— EXERCISE BRIEF —
Please go line by line through the material and copy each one containing the word "into".
(DATA FOR THIS TASK begins)
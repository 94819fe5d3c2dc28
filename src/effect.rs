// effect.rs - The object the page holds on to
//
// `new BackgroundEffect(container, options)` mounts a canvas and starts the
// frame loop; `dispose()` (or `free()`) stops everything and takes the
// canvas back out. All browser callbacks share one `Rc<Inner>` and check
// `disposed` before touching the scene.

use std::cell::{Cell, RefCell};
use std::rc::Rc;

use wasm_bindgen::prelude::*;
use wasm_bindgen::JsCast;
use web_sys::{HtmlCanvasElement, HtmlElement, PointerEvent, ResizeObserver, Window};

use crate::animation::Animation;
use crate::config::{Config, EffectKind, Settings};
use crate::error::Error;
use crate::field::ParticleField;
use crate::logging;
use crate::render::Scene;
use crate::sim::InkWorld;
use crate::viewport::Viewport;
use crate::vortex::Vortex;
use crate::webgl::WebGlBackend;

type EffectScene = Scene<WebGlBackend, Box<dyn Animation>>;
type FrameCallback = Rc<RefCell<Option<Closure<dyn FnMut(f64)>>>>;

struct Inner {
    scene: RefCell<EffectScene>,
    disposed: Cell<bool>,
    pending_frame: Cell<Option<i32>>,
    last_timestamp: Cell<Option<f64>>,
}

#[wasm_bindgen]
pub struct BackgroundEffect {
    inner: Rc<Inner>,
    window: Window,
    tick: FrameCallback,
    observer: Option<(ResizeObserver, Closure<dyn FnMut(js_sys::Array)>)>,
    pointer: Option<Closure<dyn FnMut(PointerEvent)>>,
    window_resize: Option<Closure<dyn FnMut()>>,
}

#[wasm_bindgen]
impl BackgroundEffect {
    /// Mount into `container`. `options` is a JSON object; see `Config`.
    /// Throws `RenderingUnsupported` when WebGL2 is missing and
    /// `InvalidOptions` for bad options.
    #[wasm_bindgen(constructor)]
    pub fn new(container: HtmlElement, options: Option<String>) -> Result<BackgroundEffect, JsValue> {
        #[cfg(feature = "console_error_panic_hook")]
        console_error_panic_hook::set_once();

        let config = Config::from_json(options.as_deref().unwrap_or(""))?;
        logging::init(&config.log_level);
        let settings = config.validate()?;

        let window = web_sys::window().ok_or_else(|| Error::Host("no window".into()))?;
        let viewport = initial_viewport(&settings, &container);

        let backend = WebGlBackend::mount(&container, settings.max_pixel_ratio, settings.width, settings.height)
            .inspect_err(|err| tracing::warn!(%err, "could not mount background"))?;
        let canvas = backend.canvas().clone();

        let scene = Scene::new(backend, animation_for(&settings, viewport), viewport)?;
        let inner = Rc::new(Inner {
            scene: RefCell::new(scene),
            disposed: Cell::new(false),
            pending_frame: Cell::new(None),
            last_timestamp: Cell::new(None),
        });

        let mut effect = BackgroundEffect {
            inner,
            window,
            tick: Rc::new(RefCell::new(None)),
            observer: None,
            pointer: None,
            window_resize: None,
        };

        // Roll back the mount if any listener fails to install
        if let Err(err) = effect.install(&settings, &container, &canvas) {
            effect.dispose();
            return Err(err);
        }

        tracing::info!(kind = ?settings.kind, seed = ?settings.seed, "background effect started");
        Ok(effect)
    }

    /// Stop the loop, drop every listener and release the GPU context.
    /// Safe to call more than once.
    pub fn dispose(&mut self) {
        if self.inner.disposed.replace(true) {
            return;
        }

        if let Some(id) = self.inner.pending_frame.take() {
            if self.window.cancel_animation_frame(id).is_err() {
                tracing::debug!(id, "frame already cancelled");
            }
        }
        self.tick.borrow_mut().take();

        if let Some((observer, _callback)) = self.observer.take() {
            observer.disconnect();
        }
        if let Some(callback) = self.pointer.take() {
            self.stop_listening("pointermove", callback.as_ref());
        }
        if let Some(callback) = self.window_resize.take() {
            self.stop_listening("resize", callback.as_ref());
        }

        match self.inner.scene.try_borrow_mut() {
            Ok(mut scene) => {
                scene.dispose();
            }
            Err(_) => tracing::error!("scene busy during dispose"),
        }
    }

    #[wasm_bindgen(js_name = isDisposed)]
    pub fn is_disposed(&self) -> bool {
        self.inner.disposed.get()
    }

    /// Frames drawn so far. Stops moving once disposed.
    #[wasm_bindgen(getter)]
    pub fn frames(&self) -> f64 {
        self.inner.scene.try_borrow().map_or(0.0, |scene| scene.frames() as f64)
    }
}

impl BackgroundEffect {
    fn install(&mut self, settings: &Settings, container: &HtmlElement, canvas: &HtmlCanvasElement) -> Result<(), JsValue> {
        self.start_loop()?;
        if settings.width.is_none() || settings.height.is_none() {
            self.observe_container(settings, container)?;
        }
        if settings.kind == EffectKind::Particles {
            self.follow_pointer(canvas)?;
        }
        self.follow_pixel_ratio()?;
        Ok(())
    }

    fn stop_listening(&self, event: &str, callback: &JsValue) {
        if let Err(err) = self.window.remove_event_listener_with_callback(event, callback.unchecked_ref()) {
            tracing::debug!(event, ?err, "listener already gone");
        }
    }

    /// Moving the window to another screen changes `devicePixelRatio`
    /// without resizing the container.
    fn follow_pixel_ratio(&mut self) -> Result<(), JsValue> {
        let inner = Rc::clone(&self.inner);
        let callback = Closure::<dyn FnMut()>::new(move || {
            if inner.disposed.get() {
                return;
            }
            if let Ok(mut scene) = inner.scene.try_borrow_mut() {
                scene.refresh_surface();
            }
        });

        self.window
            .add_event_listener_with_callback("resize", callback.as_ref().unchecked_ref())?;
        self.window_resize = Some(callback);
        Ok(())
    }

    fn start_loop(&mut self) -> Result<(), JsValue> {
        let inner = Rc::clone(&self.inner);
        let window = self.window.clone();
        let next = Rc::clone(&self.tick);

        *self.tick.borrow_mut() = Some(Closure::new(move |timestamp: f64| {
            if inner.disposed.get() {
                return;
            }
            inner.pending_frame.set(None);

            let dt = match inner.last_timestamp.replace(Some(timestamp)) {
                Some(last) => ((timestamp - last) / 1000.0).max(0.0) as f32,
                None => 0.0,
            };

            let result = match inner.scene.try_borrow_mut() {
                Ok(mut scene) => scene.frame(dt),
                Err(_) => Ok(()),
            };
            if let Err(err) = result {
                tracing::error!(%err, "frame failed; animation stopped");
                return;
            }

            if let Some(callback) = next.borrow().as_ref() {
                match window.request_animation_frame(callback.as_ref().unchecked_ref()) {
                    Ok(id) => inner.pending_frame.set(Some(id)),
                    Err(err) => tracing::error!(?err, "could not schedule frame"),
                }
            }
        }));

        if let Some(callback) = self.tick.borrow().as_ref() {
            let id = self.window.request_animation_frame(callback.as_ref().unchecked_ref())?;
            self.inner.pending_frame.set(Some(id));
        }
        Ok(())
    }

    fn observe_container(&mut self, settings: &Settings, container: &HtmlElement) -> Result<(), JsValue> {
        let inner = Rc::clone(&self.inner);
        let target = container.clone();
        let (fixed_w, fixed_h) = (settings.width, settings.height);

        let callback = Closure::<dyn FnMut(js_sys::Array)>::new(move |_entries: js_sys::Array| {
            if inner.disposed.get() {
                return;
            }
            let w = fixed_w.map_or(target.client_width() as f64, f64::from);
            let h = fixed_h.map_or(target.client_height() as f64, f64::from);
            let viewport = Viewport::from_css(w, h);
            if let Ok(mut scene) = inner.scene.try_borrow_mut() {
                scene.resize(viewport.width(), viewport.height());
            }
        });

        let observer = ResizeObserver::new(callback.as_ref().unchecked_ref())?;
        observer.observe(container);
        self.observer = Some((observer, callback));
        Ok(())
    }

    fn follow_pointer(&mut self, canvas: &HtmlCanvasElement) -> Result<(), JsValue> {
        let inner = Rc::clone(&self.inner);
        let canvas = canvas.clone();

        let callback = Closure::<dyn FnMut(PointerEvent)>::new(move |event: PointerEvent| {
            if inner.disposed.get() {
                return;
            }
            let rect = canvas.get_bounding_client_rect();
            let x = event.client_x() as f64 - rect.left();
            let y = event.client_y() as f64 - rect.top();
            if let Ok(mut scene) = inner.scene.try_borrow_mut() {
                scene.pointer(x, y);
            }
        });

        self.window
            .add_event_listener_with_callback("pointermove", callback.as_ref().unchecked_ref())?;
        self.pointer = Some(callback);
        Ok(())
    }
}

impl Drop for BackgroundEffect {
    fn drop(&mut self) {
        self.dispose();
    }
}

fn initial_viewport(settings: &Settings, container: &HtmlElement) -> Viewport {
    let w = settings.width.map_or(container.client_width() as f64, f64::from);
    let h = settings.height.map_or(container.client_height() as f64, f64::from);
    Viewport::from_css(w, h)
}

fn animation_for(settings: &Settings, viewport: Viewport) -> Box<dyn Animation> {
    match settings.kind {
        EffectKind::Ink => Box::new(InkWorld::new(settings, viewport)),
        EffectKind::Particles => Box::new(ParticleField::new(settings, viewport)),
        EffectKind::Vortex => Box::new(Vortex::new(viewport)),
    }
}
(DATA FOR THIS TASK ends)
— RESPONSE —
    /// Mount into `container`. `options` is a JSON object; see `Config`.
        let window = web_sys::window().ok_or_else(|| Error::Host("no window".into()))?;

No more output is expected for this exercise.